In addition, the accounting treatment for any acquisition transaction may
result in significant goodwill and intangible assets, which, if impaired, will
negatively affect our consolidated results of operations. The accounting
treatment for any potential acquisition may also result in a charge for
in-process research and development expense, as was the case with the
acquisition of Visual Circuits Corporation, which will negatively affect our
consolidated results of operations.
We are
exposed to potential risks from legislation requiring companies to evaluate
financial controls under Section 404 of the Sarbanes-Oxley Act of 2002.
Section 404
of the Sarbanes-Oxley Act of 2002 requires that we evaluate and report on our
system of internal controls. We will be required to meet the requirements of
Section 404 of the Sarbanes-Oxley Act by December 31, 2007. Compliance with the
requirements of Section 404 is expected to be expensive and
time-consuming. We estimate that we will spend approximately $650,000 to
comply. If we fail to complete this evaluation in a timely manner, or if our
9
independent registered
public accounting firm cannot timely attest to our evaluation, we could be
subject to regulatory scrutiny and a loss of public confidence in our internal
controls.

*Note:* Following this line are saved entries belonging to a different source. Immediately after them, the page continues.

//! HTTP adapters for the gateway's call records and presence lookup.

use std::sync::Arc;

use async_trait::async_trait;
use parley_call::{CallFeed, CallRecordStore, Reachability, StoreError};
use parley_common::{
    Call, CallId, CallStatus, CreateCallRequest, ErrorResponse, MediaKind, PresenceResponse,
    StatusUpdateRequest,
};
use reqwest::StatusCode;
use tracing::warn;

use crate::signaling::GatewayChannel;

fn backend(err: impl std::fmt::Display) -> StoreError {
    StoreError::Backend(err.to_string())
}

async fn error_text(response: reqwest::Response) -> String {
    let status = response.status();
    match response.json::<ErrorResponse>().await {
        Ok(body) => body.error,
        Err(_) => format!("gateway returned {}", status),
    }
}

/// Call records held by the gateway. Record changes arrive over the bound
/// WebSocket connection as `CallUpdated` pushes.
pub struct RemoteCallStore {
    http: reqwest::Client,
    base_url: String,
    channel: Arc<GatewayChannel>,
}

impl RemoteCallStore {
    pub fn new(base_url: &str, channel: Arc<GatewayChannel>) -> Self {
        Self {
            http: reqwest::Client::new(),
            base_url: base_url.trim_end_matches('/').to_string(),
            channel,
        }
    }

    fn url(&self, path: &str) -> String {
        format!("{}{}", self.base_url, path)
    }
}

#[async_trait]
impl CallRecordStore for RemoteCallStore {
    async fn create_call(
        &self,
        caller_id: &str,
        receiver_id: &str,
        media_kind: MediaKind,
    ) -> Result<Call, StoreError> {
        let response = self
            .http
            .post(self.url("/v1/calls"))
            .json(&CreateCallRequest {
                caller_id: caller_id.to_string(),
                receiver_id: receiver_id.to_string(),
                media_kind,
            })
            .send()
            .await
            .map_err(backend)?;
        if !response.status().is_success() {
            return Err(StoreError::Backend(error_text(response).await));
        }
        response.json::<Call>().await.map_err(backend)
    }

    async fn update_status(&self, id: CallId, status: CallStatus) -> Result<Call, StoreError> {
        let response = self
            .http
            .post(self.url(&format!("/v1/calls/{}/status", id)))
            .json(&StatusUpdateRequest { status })
            .send()
            .await
            .map_err(backend)?;
        match response.status() {
            s if s.is_success() => response.json::<Call>().await.map_err(backend),
            StatusCode::NOT_FOUND => Err(StoreError::NotFound(id)),
            StatusCode::CONFLICT => {
                let from = self
                    .get(id)
                    .await?
                    .map(|call| call.status)
                    .unwrap_or(status);
                Err(StoreError::IllegalTransition {
                    id,
                    from,
                    to: status,
                })
            }
            _ => Err(StoreError::Backend(error_text(response).await)),
        }
    }

    async fn get(&self, id: CallId) -> Result<Option<Call>, StoreError> {
        let response = self
            .http
            .get(self.url(&format!("/v1/calls/{}", id)))
            .send()
            .await
            .map_err(backend)?;
        match response.status() {
            s if s.is_success() => response.json::<Call>().await.map(Some).map_err(backend),
            StatusCode::NOT_FOUND => Ok(None),
            _ => Err(StoreError::Backend(error_text(response).await)),
        }
    }

    async fn subscribe(&self, user: &str) -> Result<CallFeed, StoreError> {
        self.channel.take_call_feed(user).map_err(backend)
    }
}

/// A user is reachable while they hold a bound gateway connection.
pub struct GatewayPresence {
    http: reqwest::Client,
    base_url: String,
}

impl GatewayPresence {
    pub fn new(base_url: &str) -> Self {
        Self {
            http: reqwest::Client::new(),
            base_url: base_url.trim_end_matches('/').to_string(),
        }
    }
}

#[async_trait]
impl Reachability for GatewayPresence {
    async fn is_reachable(&self, user: &str) -> bool {
        let url = format!("{}/v1/presence/{}", self.base_url, user);
        let response = match self.http.get(&url).send().await {
            Ok(response) => response,
            Err(e) => {
                warn!("presence lookup for {} failed: {}", user, e);
                return false;
            }
        };
        match response.json::<PresenceResponse>().await {
            Ok(presence) => presence.online,
            Err(e) => {
                warn!("bad presence response for {}: {}", user, e);
                false
            }
        }
    }
}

In addition, any failure to implement required new or improved
controls, or difficulties encountered in their implementation, could harm our
operating results or cause us to fail to meet our reporting obligations.
Risks
Related to Our Industry
International
sales are subject to significant risk.
Our revenues from
outside the United States are subject to inherent risks related thereto,
including currency rate fluctuations, the general economic and political
conditions in each country. There can be no assurance that an economic or
currency crisis experienced in certain parts of the world will not reduce
demand for our products and therefore have a material adverse effect on our
revenue or operating results.
Our
businesses are very competitive.
The computer
peripheral and semiconductor markets are extremely competitive and are
characterized by significant price erosion over the life of a product. We
currently compete with other developers of video conversion products and with
video-graphic integrated circuit developers. Many of our competitors have
greater market recognition and greater financial, technical, marketing and
human resources. There can be no assurance that we will be able to compete
successfully against existing companies or new entrants to the marketplace.
The video
production equipment and semiconductor markets are highly competitive and
characterized by rapid technological change, new product development and
obsolescence, evolving industry standards and significant price erosion over
the life of a product. Competition is fragmented with several hundred
manufacturers supplying a variety of products to this market. We anticipate
increased competition from both existing manufacturers and new market entrants.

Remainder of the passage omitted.